Necessary tools and machines

Apps and online services

About this project

Idea

Nowadays we are all facing the Covid-19 pandemic; we know that there are multiple ways to get infected and one of these is by touching someone who is infected or by touching something that has been touched by someone who is infected. In fact the the virus resists several hours on certain surfaces.

During our daily live we touch many objects that had been touched by others before. When we get into an elevator, for example, we have to press a button to select the desired floor.

This project is taught for all those machines that relay on a traditional keypad (elevators self-service petrol station, public water dispenser), where the user has to physically touch buttons of a keypad, exposing himself and others to the risk of getting infected. This adaptor can be configured for every keypad layout and than it has to be mounted on top of the traditional keypad. It provides a touch-free interface (a matrix of Infrared sensors) where the user does not need to touch the device because the presence of his finger is detected when it is 2-3 cm away; then the adaptor will take care of pressing the physical button. The other type of interaction is through bluetooth: in this case the user has to connect his phone to the adaptor by scanning the associated QR code and then he can interact with the keypad through the application, which reproduces on the display a digital copy of the original keypad. If you press a button from the application, the adaptor will press that button on the keypad of the machine.

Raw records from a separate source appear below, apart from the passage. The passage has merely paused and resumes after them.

//! Self-opening store variant, retained for API compatibility.

use crate::config::Config;
use crate::error::StoreResult;
use crate::handle::BucketHandle;
use crate::provision::Provisioner;
use originstore_engine::{Key, StorageEngine, Value};
use std::sync::Arc;

/// A bucket accessor that re-runs the full provisioning algorithm on
/// every operation instead of caching a connection.
///
/// This mirrors the original callers' surface: construct with a bucket
/// name, call CRUD methods, never close. Each call pays a complete
/// provisioning round-trip (database enumeration, probe open, main open),
/// and each call's connection is closed once the operation settles so it
/// cannot block later version bumps.
///
/// New code should use [`Provisioner::provision`] and hold the returned
/// [`BucketHandle`] instead.
#[deprecated(
    since = "0.2.0",
    note = "provision a BucketHandle once and reuse it; LegacyStore re-provisions on every call"
)]
pub struct LegacyStore {
    provisioner: Provisioner,
    bucket: String,
}

#[allow(deprecated)]
impl LegacyStore {
    /// Creates a store for `bucket_name` with the default configuration.
    pub fn new(engine: Arc<dyn StorageEngine>, bucket_name: impl Into<String>) -> Self {
        Self::with_config(engine, Config::default(), bucket_name)
    }

    /// Creates a store for `bucket_name` with a custom configuration.
    pub fn with_config(
        engine: Arc<dyn StorageEngine>,
        config: Config,
        bucket_name: impl Into<String>,
    ) -> Self {
        Self {
            provisioner: Provisioner::with_config(engine, config),
            bucket: bucket_name.into(),
        }
    }

    /// Name of the bucket this store targets.
    #[must_use]
    pub fn bucket_name(&self) -> &str {
        &self.bucket
    }

    async fn handle(&self) -> StoreResult<BucketHandle> {
        self.provisioner.provision(&self.bucket).await
    }

    /// Reads the value stored for `key`, or `None` if no record exists.
    pub async fn get_item(&self, key: &Key) -> StoreResult<Option<Value>> {
        let handle = self.handle().await?;
        let result = handle.get(key).await;
        handle.close();
        result
    }

    /// Upserts the `{key, value}` record.
    pub async fn set_item(&self, key: Key, value: Value) -> StoreResult<()> {
        let handle = self.handle().await?;
        let result = handle.set(key, value).await;
        handle.close();
        result
    }

    /// Deletes the record for `key`; removing an absent key succeeds.
    pub async fn remove_item(&self, key: &Key) -> StoreResult<()> {
        let handle = self.handle().await?;
        let result = handle.remove(key).await;
        handle.close();
        result
    }

    /// Deletes all records in the bucket.
    pub async fn clear(&self) -> StoreResult<()> {
        let handle = self.handle().await?;
        let result = handle.clear().await;
        handle.close();
        result
    }

    /// Counts the records currently in the bucket.
    pub async fn length(&self) -> StoreResult<u64> {
        let handle = self.handle().await?;
        let result = handle.count().await;
        handle.close();
        result
    }

    /// Returns the key at ordinal position `index` in engine-return order.
    pub async fn keys(&self, index: usize) -> StoreResult<Option<Key>> {
        let handle = self.handle().await?;
        let result = handle.key_at(index).await;
        handle.close();
        result
    }
}

#[cfg(test)]
#[allow(deprecated)]
mod tests {
    use super::*;
    use originstore_engine::MemoryEngine;

    fn store(bucket: &str) -> LegacyStore {
        LegacyStore::new(Arc::new(MemoryEngine::new()), bucket)
    }

    #[tokio::test]
    async fn set_get_remove_cycle() {
        let store = store("prefs");
        store
            .set_item(Key::from("theme"), Value::from("dark"))
            .await
            .unwrap();
        assert_eq!(
            store.get_item(&Key::from("theme")).await.unwrap(),
            Some(Value::from("dark"))
        );
        store.remove_item(&Key::from("theme")).await.unwrap();
        assert_eq!(store.get_item(&Key::from("theme")).await.unwrap(), None);
        assert_eq!(store.length().await.unwrap(), 0);
    }

    #[tokio::test]
    async fn each_call_reprovisions() {
        // A second store for a different bucket on the same engine works
        // even between calls on the first: no connection is cached that
        // could block the second bucket's version bump.
        let engine: Arc<MemoryEngine> = Arc::new(MemoryEngine::new());
        let a = LegacyStore::new(engine.clone(), "a");
        let b = LegacyStore::new(engine.clone(), "b");

        a.set_item(Key::from("k"), Value::Integer(1)).await.unwrap();
        b.set_item(Key::from("k"), Value::Integer(2)).await.unwrap();
        assert_eq!(
            a.get_item(&Key::from("k")).await.unwrap(),
            Some(Value::Integer(1))
        );
    }

    #[tokio::test]
    async fn keys_enumeration() {
        let store = store("prefs");
        store.set_item(Key::from("b"), Value::Null).await.unwrap();
        store.set_item(Key::from("a"), Value::Null).await.unwrap();
        assert_eq!(store.keys(0).await.unwrap(), Some(Key::from("a")));
        assert_eq!(store.keys(5).await.unwrap(), None);
    }
}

The way this project could help preventing viruses spreading is that it removes the contact between the machine and the user.

This project can also be seen as a "bridge" from the world of today where we still need to physically interact with machines, to a possible world of tomorrow where every interaction is touch-less, maybe even machines controlled with our mind.

Block diagram

The main controller is an Arduino MKR 1010 WiFi, which takes care of communicating with the application on the phone through BLE and reading the IR Matrix (the touch-free interface). It also communicates with the Arduino Pro Micro through I2C.

The secondary Controller is the Arduino Pro Micro. This little controller handles the motors and the encoders. Its job is to receive the target position data from the main controller and then move the axes in order to reach those target positions.

the Application has been developed using Flutter, a framework that allow to write application in Dart and then to generate the App file for many different Operating Systems (IOS, OSX, Android, etc.)

Hardware

The Hardware has been developed using Fusion 360. It consists of a 3-axis system: the axes X and Y are moved by two DC brushed motors, and the Z axis I moved by a stepper motor. To the servo motor is attached the tip that physically presses the button on the keypad.

All the hardware, except the stainless steel bar, screws and bolts, motors etc. has been 3D printed using PLA.

The hardware can be easily assembled by looking at the Fusion360 design. https://a360.co/2YJQkPy this is the link for viewing the design in the browser and for downloading

Axes Encoders

The encoders of the X axis and Y axis are integrated in the structure. In particular on every gear support there are 2 IR Emitters and 2 Receivers and the gears have gaps that when it is rotating, produce an output from one IR Receivers which is 90 degrees out of phase respect to the other.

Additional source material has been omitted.